MIAMI — Another big day by the offense led to the Miami Marlins clinching their first series of the season.
A four-run second inning set the tone and the Marlins kept tacking on in their 11-3 win over the Philadelphia Phillies on Sunday at loanDepot park. Four players had multi-hit outings as Miami (4-5) took three of four games against Philadelphia (4-6). The Marlins won the first two games of the series 4-3 on Thursday and 7-1 on Friday before dropping the third game 10-3 on Saturday.
In the finale, everyone contributed. All nine players in the starting lineup reached base at least once and scored at least one run.
Jesus Sanchez had three hits and two RBI. Brian Anderson reached base four times and scored three runs. Jazz Chisholm Jr. drove in three runs and scored once. Joey Wendle and Miguel Rojas each had two RBIs and a run scored as well.
Each of the Marlins’ first four batters reached base in the second inning, with Anderson drawing a walk, Chisholm driving Anderson home with an RBI triple that skipped past first base and to the right field wall, Bryan De La Cruz driving Chisholm home with an RBI single on a ground ball up the middle and Rojas driving home De La Cruz with an RBI triple on a line drive to right field. Sanchez then drove in Rojas with a two-out RBI single to right.
The two triples in the inning gave the Marlins five over the four-game series. It marked the third time in franchise history that the Marlins had at least five triples in their first nine games (five in 2000, six in 2007) and the first time since the 1990 Chicago White Sox that a team recorded five triples in their first four home games of a season.
Miami added insurance runs with a Rojas RBI single in the third that scored De La Cruz, a Wendle two-run single in the fourth that scored Jorge Soler and Sanchez, a Chisholm RBI double and Payton Henry RBI groundout in the sixth, a Chisholm sacrifice fly in the seventh and a Sanchez RBI single that scored Henry in the eighth.

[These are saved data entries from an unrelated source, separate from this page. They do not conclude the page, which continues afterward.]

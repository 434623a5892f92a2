//! Flowlist core: pure state machine for a query-synchronized list view.
mod effect;
mod msg;
mod query;
mod state;
mod types;
mod update;
mod view_model;

pub use effect::{Effect, FetchTiming};
pub use msg::Msg;
pub use query::{QueryState, PARAM_FILTER, PARAM_PAGE};
pub use state::{ListState, RecoveryPhase};
pub use types::{FetchFailure, FetchResult, FetchToken, FlowItem, PageInfo};
pub use update::update;
pub use view_model::ListViewModel;
use serde::Deserialize;

pub type FetchToken = u64;

/// Query handed to the data source, already resolved to canonical form.
#[derive(Debug, Clone, PartialEq, Eq)]
pub struct FetchRequest {
    pub page: u32,
    pub flow_name: String,
}

#[derive(Debug, Clone, PartialEq, Eq, Deserialize)]
pub struct FlowRecord {
    pub id: String,
    pub name: String,
    #[serde(default)]
    pub active: bool,
}

#[derive(Debug, Clone, Copy, PartialEq, Eq, Deserialize)]
#[serde(rename_all = "camelCase")]
pub struct PageMeta {
    pub current_page: u32,
    pub total_pages: u32,
}

/// Wire shape of a list response: `{ "data": [...], "meta": {...} }`.
/// The `meta` block is optional; sources without pagination omit it.
#[derive(Debug, Clone, PartialEq, Eq, Deserialize)]
pub struct FetchResponse {
    #[serde(rename = "data")]
    pub items: Vec<FlowRecord>,
    #[serde(default)]
    pub meta: Option<PageMeta>,
}

#[derive(Debug, Clone, PartialEq, Eq, thiserror::Error)]
pub enum SourceError {
    #[error("invalid base url: {0}")]
    InvalidBaseUrl(String),
    #[error("http status {0}")]
    HttpStatus(u16),
    #[error("timeout")]
    Timeout,
    #[error("network error: {0}")]
    Network(String),
    #[error("malformed payload: {0}")]
    MalformedPayload(String),
}
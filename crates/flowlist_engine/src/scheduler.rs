use std::sync::Arc;
use std::time::Duration;

use list_logging::list_debug;
use tokio::sync::mpsc;
use tokio_util::sync::CancellationToken;

use crate::{DataSource, FetchRequest, FetchResponse, FetchToken, SourceError};

#[derive(Debug, Clone)]
pub struct SchedulerSettings {
    /// Quiet interval between the last debounced change and dispatch.
    pub quiet_interval: Duration,
}

impl Default for SchedulerSettings {
    fn default() -> Self {
        Self {
            quiet_interval: Duration::from_millis(300),
        }
    }
}

#[derive(Debug, Clone, Copy, PartialEq, Eq)]
pub enum DispatchTiming {
    /// Wait out the quiet interval before dispatching.
    Debounced,
    /// Dispatch without delay.
    Immediate,
}

/// Completion of a dispatched fetch, delivered back to the driver loop.
#[derive(Debug, Clone, PartialEq, Eq)]
pub struct SettledFetch {
    pub token: FetchToken,
    pub result: Result<FetchResponse, SourceError>,
}

/// Single-slot fetch scheduler.
///
/// At most one fetch is pending (scheduled but not yet dispatched) at a
/// time; arming a new one cancels the previous slot first, so a replaced
/// pending fetch never reaches the data source even if its timer already
/// started. A fetch that has dispatched runs to completion; its result is
/// discarded downstream by the token rule, never aborted mid-flight.
pub struct FetchScheduler {
    source: Arc<dyn DataSource>,
    settings: SchedulerSettings,
    settled_tx: mpsc::UnboundedSender<SettledFetch>,
    pending: Option<CancellationToken>,
}

impl FetchScheduler {
    pub fn new(
        source: Arc<dyn DataSource>,
        settings: SchedulerSettings,
        settled_tx: mpsc::UnboundedSender<SettledFetch>,
    ) -> Self {
        Self {
            source,
            settings,
            settled_tx,
            pending: None,
        }
    }

    /// Arms a fetch for `request`, replacing any pending one.
    ///
    /// Must be called from within a tokio runtime.
    pub fn schedule(&mut self, token: FetchToken, request: FetchRequest, timing: DispatchTiming) {
        self.cancel();

        let cancel = CancellationToken::new();
        self.pending = Some(cancel.clone());

        let source = self.source.clone();
        let settled_tx = self.settled_tx.clone();
        let quiet_interval = self.settings.quiet_interval;
        list_debug!(
            "schedule fetch token={} page={} filter_len={} timing={:?}",
            token,
            request.page,
            request.flow_name.len(),
            timing
        );

        tokio::spawn(async move {
            match timing {
                DispatchTiming::Debounced => {
                    tokio::select! {
                        _ = cancel.cancelled() => {
                            list_debug!("fetch token={} cancelled before dispatch", token);
                            return;
                        }
                        _ = tokio::time::sleep(quiet_interval) => {}
                    }
                }
                DispatchTiming::Immediate => {
                    if cancel.is_cancelled() {
                        return;
                    }
                }
            }

            // Dispatched. From here on cancellation no longer applies.
            let result = source.fetch(&request).await;
            let _ = settled_tx.send(SettledFetch { token, result });
        });
    }

    /// Clears the pending slot without replacement (teardown, or an
    /// explicit cancellation before a new schedule).
    pub fn cancel(&mut self) {
        if let Some(pending) = self.pending.take() {
            pending.cancel();
        }
    }
}

impl Drop for FetchScheduler {
    fn drop(&mut self) {
        self.cancel();
    }
}
#![deny(missing_docs)]
//! Shared logging utilities for the flowlist workspace.
//!
//! This crate provides the `list_*` logging macros used across the codebase
//! and a minimal test initializer for the global logger.

/// Logs a trace-level message using the global logging facade.
#[macro_export]
macro_rules! list_trace {
    ($($arg:tt)*) => {{
        log::trace!($($arg)*);
    }};
}

/// Logs an info-level message using the global logging facade.
#[macro_export]
macro_rules! list_info {
    ($($arg:tt)*) => {{
        log::info!($($arg)*);
    }};
}

/// Logs a debug-level message using the global logging facade.
#[macro_export]
macro_rules! list_debug {
    ($($arg:tt)*) => {{
        log::debug!($($arg)*);
    }};
}

/// Logs a warn-level message using the global logging facade.
#[macro_export]
macro_rules! list_warn {
    ($($arg:tt)*) => {{
        log::warn!($($arg)*);
    }};
}

/// Logs an error-level message using the global logging facade.
#[macro_export]
macro_rules! list_error {
    ($($arg:tt)*) => {{
        log::error!($($arg)*);
    }};
}

/// Initializes a simple terminal logger for use in unit tests.
///
/// This safely no-ops if another logger has already been initialized.
pub fn initialize_for_tests() {
    use simplelog::{ColorChoice, CombinedLogger, Config, TermLogger, TerminalMode};

    // Use debug level in debug builds, info in release builds.
    let level = if cfg!(debug_assertions) {
        log::LevelFilter::Debug
    } else {
        log::LevelFilter::Info
    };

    // Ignore the error if a logger was already set by another test.
    let _ = CombinedLogger::init(vec![TermLogger::new(
        level,
        Config::default(),
        TerminalMode::Mixed,
        ColorChoice::Auto,
    )]);
}
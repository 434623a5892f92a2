use std::collections::VecDeque;
use std::sync::Arc;

use flowlist_core::{
    update, Effect, FetchFailure, FetchResult, FetchTiming, FlowItem, ListState, ListViewModel,
    Msg, PageInfo,
};
use flowlist_engine::{
    DataSource, DispatchTiming, FetchRequest, FetchResponse, FetchScheduler, FlowRecord,
    SchedulerSettings, SettledFetch,
};
use list_logging::list_warn;
use tokio::sync::{mpsc, watch};

use crate::address_bar::AddressBar;

/// Drives the list view: applies core messages, executes the resulting
/// effects against the scheduler and the address bar, and publishes a view
/// model to the single downstream renderer whenever the state changed.
pub struct ListSession {
    state: ListState,
    scheduler: FetchScheduler,
    address_bar: AddressBar,
    view_tx: watch::Sender<ListViewModel>,
}

impl ListSession {
    /// Builds a session and performs the initial load for `initial_query`.
    ///
    /// Must be called from within a tokio runtime. Settled fetches arrive
    /// on the returned receiver and are fed back via
    /// [`ListSession::handle_settled`].
    pub fn new(
        source: Arc<dyn DataSource>,
        settings: SchedulerSettings,
        initial_query: &str,
    ) -> (
        Self,
        watch::Receiver<ListViewModel>,
        mpsc::UnboundedReceiver<SettledFetch>,
    ) {
        let (settled_tx, settled_rx) = mpsc::unbounded_channel();
        let state = ListState::new();
        let (view_tx, view_rx) = watch::channel(state.view());
        let mut session = Self {
            state,
            scheduler: FetchScheduler::new(source, settings, settled_tx),
            address_bar: AddressBar::new(initial_query),
            view_tx,
        };
        session.handle(Msg::LocationChanged {
            raw_query: initial_query.to_string(),
        });
        (session, view_rx, settled_rx)
    }

    pub fn view(&self) -> ListViewModel {
        self.state.view()
    }

    pub fn raw_query(&self) -> &str {
        self.address_bar.raw_query()
    }

    /// User-initiated navigation: pagination links and direct address
    /// edits land here.
    pub fn navigate(&mut self, raw_query: impl Into<String>) {
        if let Some(raw_query) = self.address_bar.apply(raw_query.into()) {
            self.handle(Msg::LocationChanged { raw_query });
        }
    }

    pub fn handle_settled(&mut self, settled: SettledFetch) {
        let result = match settled.result {
            Ok(response) => Ok(map_response(response)),
            Err(err) => {
                list_warn!("fetch token={} failed: {}", settled.token, err);
                Err(FetchFailure::new(err.to_string()))
            }
        };
        self.handle(Msg::FetchSettled {
            token: settled.token,
            result,
        });
    }

    pub fn handle(&mut self, msg: Msg) {
        let mut inbox = VecDeque::from([msg]);
        while let Some(msg) = inbox.pop_front() {
            let state = std::mem::take(&mut self.state);
            let (state, effects) = update(state, msg);
            self.state = state;
            for effect in effects {
                match effect {
                    Effect::ScheduleFetch {
                        token,
                        query,
                        timing,
                    } => {
                        self.scheduler.schedule(
                            token,
                            FetchRequest {
                                page: query.page,
                                flow_name: query.filter_text,
                            },
                            map_timing(timing),
                        );
                    }
                    Effect::Navigate { raw_query } => {
                        if let Some(raw_query) = self.address_bar.apply(raw_query) {
                            inbox.push_back(Msg::LocationChanged { raw_query });
                        }
                    }
                    Effect::CancelPending => self.scheduler.cancel(),
                }
            }
        }

        if self.state.consume_dirty() {
            let _ = self.view_tx.send(self.state.view());
        }
    }

    /// Teardown on navigation away from the view.
    pub fn close(&mut self) {
        self.handle(Msg::ViewClosed);
    }
}

fn map_timing(timing: FetchTiming) -> DispatchTiming {
    match timing {
        FetchTiming::Debounced => DispatchTiming::Debounced,
        FetchTiming::Immediate => DispatchTiming::Immediate,
    }
}

fn map_response(response: FetchResponse) -> FetchResult {
    FetchResult {
        items: response.items.into_iter().map(map_record).collect(),
        page_info: response.meta.map(|meta| PageInfo {
            current_page: meta.current_page,
            total_pages: meta.total_pages,
        }),
    }
}

fn map_record(record: FlowRecord) -> FlowItem {
    FlowItem {
        id: record.id,
        name: record.name,
        active: record.active,
    }
}
use crate::{FetchFailure, FetchResult, FetchToken};

#[derive(Debug, Clone, PartialEq, Eq)]
pub enum Msg {
    /// The address bar changed: user navigation, the initial load, or a
    /// correction navigation landing.
    LocationChanged { raw_query: String },
    /// User edited the filter box (raw text, one message per keystroke).
    SearchChanged { text: String },
    /// A dispatched fetch settled, successfully or not.
    FetchSettled {
        token: FetchToken,
        result: Result<FetchResult, FetchFailure>,
    },
    /// A collaborator duplicated a list item.
    ItemDuplicated,
    /// A collaborator deleted a list item.
    ItemDeleted,
    /// The view is being torn down (navigation away).
    ViewClosed,
}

They chased Zach Wheeler, last season’s runner-up for the National League Cy Young Award, in the fourth inning.
The offense backed up a strong start from Elieser Hernandez, who gave up just one run — a solo home run by Bryce Harper — over a career-high-tying six innings of work. He struck out five while just scattering five hits and issuing one walk.
It was the sixth time in his career that Hernandez pitched six innings, with the other five all coming in the 2019 season. He allowed one run or fewer in two of those other five outings.
Cole Sulser, Anthony Bass and Louis Head pitched the final three innings, holding Philadelphia to two runs — a Harper RBI double to left in the seventh against Sulser and a Kyle Schwarber home run to right in the eighth against Bass.